↓

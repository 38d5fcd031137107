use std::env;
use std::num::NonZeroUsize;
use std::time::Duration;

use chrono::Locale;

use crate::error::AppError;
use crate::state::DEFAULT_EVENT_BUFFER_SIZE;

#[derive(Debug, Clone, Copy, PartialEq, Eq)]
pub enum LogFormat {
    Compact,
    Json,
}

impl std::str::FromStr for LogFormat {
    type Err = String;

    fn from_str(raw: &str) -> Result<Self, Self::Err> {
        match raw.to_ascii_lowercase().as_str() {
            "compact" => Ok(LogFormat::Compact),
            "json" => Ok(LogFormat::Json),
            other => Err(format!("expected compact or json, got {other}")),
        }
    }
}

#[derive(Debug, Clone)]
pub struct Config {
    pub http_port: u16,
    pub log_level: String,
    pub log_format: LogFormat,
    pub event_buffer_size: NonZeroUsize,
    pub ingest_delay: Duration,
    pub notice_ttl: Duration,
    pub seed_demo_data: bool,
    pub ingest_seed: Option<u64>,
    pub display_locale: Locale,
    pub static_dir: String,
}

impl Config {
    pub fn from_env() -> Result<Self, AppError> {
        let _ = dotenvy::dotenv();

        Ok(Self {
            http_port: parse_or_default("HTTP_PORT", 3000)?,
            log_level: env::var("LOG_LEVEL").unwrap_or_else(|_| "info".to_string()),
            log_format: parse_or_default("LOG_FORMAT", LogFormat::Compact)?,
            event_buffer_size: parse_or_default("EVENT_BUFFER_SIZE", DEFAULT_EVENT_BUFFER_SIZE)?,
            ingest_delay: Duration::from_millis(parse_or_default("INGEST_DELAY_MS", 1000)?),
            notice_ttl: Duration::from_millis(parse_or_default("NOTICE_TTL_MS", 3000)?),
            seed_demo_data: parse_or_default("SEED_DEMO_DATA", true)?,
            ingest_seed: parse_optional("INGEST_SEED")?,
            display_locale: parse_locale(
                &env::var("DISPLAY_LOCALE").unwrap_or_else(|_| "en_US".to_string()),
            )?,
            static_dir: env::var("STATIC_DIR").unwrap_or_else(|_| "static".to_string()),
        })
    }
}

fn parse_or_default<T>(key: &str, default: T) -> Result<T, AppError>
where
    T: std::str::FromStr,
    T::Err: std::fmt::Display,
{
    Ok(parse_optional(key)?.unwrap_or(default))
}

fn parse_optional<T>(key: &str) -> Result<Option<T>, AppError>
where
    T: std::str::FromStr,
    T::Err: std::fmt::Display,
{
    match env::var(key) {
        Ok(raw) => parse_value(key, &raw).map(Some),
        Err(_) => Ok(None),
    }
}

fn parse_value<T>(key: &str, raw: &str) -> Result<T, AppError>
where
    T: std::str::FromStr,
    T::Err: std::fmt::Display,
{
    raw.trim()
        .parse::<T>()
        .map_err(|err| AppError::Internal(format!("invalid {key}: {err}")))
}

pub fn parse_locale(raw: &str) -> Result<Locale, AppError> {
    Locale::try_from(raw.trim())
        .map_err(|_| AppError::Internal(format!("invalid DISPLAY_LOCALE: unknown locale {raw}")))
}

↑
↓

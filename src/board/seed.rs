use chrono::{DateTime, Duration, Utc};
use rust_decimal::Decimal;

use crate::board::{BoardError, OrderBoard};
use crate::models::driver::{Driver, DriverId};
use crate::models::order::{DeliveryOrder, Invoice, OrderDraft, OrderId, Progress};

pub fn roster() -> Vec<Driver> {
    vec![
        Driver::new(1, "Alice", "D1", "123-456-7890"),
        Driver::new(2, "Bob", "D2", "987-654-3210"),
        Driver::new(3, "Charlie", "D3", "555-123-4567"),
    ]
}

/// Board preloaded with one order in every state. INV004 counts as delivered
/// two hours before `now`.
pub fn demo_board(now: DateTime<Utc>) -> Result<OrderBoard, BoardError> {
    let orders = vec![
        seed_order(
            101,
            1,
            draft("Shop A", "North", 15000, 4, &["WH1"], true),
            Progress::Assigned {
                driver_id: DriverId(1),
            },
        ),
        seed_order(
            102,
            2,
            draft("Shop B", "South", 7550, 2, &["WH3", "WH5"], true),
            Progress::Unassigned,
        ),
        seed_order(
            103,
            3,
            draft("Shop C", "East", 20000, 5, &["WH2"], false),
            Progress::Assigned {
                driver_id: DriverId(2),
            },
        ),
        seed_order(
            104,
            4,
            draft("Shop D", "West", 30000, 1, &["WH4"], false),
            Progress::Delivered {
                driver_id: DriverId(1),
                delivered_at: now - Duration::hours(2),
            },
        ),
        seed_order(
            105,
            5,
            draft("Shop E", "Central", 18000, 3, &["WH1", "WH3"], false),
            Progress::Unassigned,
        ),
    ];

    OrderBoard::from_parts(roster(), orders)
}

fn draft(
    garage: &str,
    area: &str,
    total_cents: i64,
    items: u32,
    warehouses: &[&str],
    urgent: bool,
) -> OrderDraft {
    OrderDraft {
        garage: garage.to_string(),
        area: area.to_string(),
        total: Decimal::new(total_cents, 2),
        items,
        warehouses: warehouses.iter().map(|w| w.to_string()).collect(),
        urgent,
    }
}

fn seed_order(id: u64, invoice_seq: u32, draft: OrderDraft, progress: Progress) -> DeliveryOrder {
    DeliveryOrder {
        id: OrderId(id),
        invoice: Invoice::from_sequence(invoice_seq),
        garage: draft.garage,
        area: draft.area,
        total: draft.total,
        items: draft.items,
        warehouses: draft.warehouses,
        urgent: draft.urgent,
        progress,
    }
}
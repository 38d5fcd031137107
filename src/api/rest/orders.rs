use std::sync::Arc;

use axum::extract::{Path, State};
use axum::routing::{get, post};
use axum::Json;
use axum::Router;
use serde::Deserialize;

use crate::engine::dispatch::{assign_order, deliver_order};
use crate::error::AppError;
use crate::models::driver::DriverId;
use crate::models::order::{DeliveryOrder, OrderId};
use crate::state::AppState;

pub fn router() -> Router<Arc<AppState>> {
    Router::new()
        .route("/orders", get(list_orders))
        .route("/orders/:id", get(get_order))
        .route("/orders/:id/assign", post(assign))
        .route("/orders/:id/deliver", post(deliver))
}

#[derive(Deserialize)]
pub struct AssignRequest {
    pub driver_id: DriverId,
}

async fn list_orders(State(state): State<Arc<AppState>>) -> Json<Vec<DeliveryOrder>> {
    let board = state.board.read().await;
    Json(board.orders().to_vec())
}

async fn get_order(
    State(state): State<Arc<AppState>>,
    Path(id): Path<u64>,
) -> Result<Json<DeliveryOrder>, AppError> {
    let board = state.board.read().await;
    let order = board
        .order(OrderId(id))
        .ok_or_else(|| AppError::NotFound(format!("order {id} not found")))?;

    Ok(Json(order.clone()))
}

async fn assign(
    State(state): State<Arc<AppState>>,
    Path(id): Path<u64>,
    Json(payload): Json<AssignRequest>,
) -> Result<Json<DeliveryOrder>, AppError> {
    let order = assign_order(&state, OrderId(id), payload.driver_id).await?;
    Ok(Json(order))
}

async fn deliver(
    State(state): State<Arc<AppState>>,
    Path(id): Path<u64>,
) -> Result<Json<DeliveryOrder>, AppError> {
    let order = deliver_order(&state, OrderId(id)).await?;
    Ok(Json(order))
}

↑
↓

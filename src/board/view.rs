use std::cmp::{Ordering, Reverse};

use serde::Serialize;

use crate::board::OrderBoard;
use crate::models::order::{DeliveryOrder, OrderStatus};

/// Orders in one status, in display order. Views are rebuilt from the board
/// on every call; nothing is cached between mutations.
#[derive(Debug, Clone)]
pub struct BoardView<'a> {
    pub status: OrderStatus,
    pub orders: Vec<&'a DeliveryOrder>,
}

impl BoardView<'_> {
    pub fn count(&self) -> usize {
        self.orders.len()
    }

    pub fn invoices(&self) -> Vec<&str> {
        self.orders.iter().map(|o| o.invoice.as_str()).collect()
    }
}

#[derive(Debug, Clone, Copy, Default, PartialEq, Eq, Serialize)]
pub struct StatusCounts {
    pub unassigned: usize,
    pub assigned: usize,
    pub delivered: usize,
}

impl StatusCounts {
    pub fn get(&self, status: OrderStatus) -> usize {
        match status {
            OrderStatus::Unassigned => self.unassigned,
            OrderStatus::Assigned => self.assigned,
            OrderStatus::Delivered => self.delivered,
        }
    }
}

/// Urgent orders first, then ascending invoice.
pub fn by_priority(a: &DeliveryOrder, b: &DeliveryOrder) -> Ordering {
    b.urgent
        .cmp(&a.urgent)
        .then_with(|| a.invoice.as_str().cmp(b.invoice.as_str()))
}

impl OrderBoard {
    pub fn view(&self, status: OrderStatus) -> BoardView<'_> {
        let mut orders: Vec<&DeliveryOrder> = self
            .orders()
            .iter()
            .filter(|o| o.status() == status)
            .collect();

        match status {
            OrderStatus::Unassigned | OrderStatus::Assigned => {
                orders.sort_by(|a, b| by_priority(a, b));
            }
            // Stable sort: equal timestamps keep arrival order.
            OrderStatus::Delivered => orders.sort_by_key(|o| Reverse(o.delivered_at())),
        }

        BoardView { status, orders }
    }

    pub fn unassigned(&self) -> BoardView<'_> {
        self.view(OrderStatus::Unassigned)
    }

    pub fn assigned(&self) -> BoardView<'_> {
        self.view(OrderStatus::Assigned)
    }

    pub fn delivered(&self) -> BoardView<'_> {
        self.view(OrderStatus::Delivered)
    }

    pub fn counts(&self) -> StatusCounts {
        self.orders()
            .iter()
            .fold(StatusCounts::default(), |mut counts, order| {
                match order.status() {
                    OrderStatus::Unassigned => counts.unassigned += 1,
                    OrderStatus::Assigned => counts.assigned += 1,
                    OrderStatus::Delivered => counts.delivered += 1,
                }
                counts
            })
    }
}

↑

_TASK DESCRIPTION_. If a line of the records above holds the word "NonZeroUsize", show it.

_SOLVED PROBLEM_.
use std::num::NonZeroUsize;
    pub event_buffer_size: NonZeroUsize,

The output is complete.